▶ _Try it_: Give again, word for word, every line below from the one that has "Stress harness metrics." through the one that has "pub static POP_UNDERFLOW: Counter", both included, and no others.

/---

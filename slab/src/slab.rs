//! The per-CPU slab cache.
//!
//! One contiguous backing region is split into equal per-CPU regions of
//! `1 << shift` bytes. Each region starts with `CLASSES` packed headers
//! followed by the pointer slot arena; each (cpu, size class) pair owns a
//! LIFO stash of object pointers described entirely by its header.
//!
//! Fast paths (push/pop and the batched variants) run inside a single-CPU
//! atomic section and touch only their own CPU's sub-slab. Capacity moves
//! through on-CPU header CAS (grow/shrink). Cross-CPU maintenance (drain,
//! shrink-other, resize) quiesces a CPU by overwriting the begin/end half
//! of every header with the lock pattern and fencing that CPU, then works
//! serially on the stopped sub-slabs.
//!
//! The header word of each sub-slab is the sole synchronization point:
//! - push/pop commit with a 16-bit store of `current`,
//! - grow/shrink move `end`/`end_copy` with a 64-bit on-CPU CAS,
//! - the lock overwrites `begin`/`end` with a 32-bit store,
//! - drain/shrink-other reset `current` with a 32-bit store while locked.

use std::sync::atomic::{AtomicU64, AtomicUsize, Ordering};

use log::warn;

use crate::config::{Shift, VirtualCpuMode, FIXED_SHIFT, PAGE_ALIGN, SLABS_PTR_ALIGN};
use crate::cpu::{self, LockTable};
use crate::error::{SlabError, SlabResult};
use crate::header::{self, Header};
use crate::layout::{self, CpuLayout};
use crate::metrics::{MetadataUsage, SlabMetrics};
use crate::{arena, noop_overflow, noop_underflow};

/// Low byte of the packed slabs word holds the shift; the pointer above it
/// must be aligned past the mask (page alignment more than covers it).
const SHIFT_MASK: usize = 0xFF;
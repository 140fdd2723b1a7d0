//! Stress harness metrics.

use metriken::{metric, AtomicHistogram, Counter};

#[metric(name = "push_count", description = "Successful single pushes")]
pub static PUSH: Counter = Counter::new();

#[metric(name = "push_overflow", description = "Pushes rejected by overflow")]
pub static PUSH_OVERFLOW: Counter = Counter::new();

#[metric(name = "pop_count", description = "Successful single pops")]
pub static POP: Counter = Counter::new();

#[metric(name = "pop_underflow", description = "Pops rejected by underflow")]
pub static POP_UNDERFLOW: Counter = Counter::new();

#[metric(name = "push_batch_items", description = "Items moved by push_batch")]
pub static PUSH_BATCH_ITEMS: Counter = Counter::new();

#[metric(name = "pop_batch_items", description = "Items moved by pop_batch")]
pub static POP_BATCH_ITEMS: Counter = Counter::new();

#[metric(name = "grow_slots", description = "Capacity granted by grow")]
pub static GROW_SLOTS: Counter = Counter::new();

#[metric(name = "shrink_slots", description = "Capacity released by shrink")]
pub static SHRINK_SLOTS: Counter = Counter::new();

#[metric(name = "drain_count", description = "Completed drains")]
pub static DRAIN: Counter = Counter::new();

#[metric(name = "shrink_other_count", description = "Completed cross-CPU shrinks")]
pub static SHRINK_OTHER: Counter = Counter::new();

#[metric(name = "resize_count", description = "Completed slab resizes")]
pub static RESIZE: Counter = Counter::new();

#[metric(
    name = "push_latency",
    description = "Single push latency histogram (nanoseconds)"
)]
pub static PUSH_LATENCY: AtomicHistogram = AtomicHistogram::new(7, 64);

#[metric(
    name = "pop_latency",
    description = "Single pop latency histogram (nanoseconds)"
)]
pub static POP_LATENCY: AtomicHistogram = AtomicHistogram::new(7, 64);

/// Total fast-path operations, for the throughput report.
pub fn completed() -> u64 {
    PUSH.value()
        + PUSH_OVERFLOW.value()
        + POP.value()
        + POP_UNDERFLOW.value()
        + PUSH_BATCH_ITEMS.value()
        + POP_BATCH_ITEMS.value()
}
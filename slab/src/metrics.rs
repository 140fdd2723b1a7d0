//! Slab statistics and memory reporting.

use std::sync::atomic::{AtomicU64, Ordering};

/// Virtual and resident footprint of the backing region.
#[derive(Debug, Clone, Copy, PartialEq, Eq)]
pub struct MetadataUsage {
    /// Bytes of address space the region spans (`num_cpus << shift`).
    pub virtual_size: usize,
    /// Bytes currently backed by physical memory.
    pub resident_size: usize,
}

/// Counters for the slow-path operations.
///
/// Fast paths are deliberately not counted; a counter per push/pop would
/// put shared-cacheline traffic on the hottest code in the allocator.
#[derive(Debug, Default)]
pub struct SlabMetrics {
    pub(crate) cpu_inits: AtomicU64,
    pub(crate) drains: AtomicU64,
    pub(crate) other_shrinks: AtomicU64,
    pub(crate) resizes: AtomicU64,
}

impl SlabMetrics {
    /// Number of CPUs brought online via `init_cpu`.
    pub fn cpu_inits(&self) -> u64 {
        self.cpu_inits.load(Ordering::Relaxed)
    }

    /// Number of completed drains.
    pub fn drains(&self) -> u64 {
        self.drains.load(Ordering::Relaxed)
    }

    /// Number of completed cross-CPU shrinks.
    pub fn other_shrinks(&self) -> u64 {
        self.other_shrinks.load(Ordering::Relaxed)
    }

    /// Number of completed slab resizes.
    pub fn resizes(&self) -> u64 {
        self.resizes.load(Ordering::Relaxed)
    }

    pub(crate) fn record(counter: &AtomicU64) {
        counter.fetch_add(1, Ordering::Relaxed);
    }
}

\---

▶ _Task answer_:
//! Stress harness metrics.

use metriken::{metric, AtomicHistogram, Counter};

#[metric(name = "push_count", description = "Successful single pushes")]
pub static PUSH: Counter = Counter::new();

#[metric(name = "push_overflow", description = "Pushes rejected by overflow")]
pub static PUSH_OVERFLOW: Counter = Counter::new();

#[metric(name = "pop_count", description = "Successful single pops")]
pub static POP: Counter = Counter::new();

#[metric(name = "pop_underflow", description = "Pops rejected by underflow")]
pub static POP_UNDERFLOW: Counter = Counter::new();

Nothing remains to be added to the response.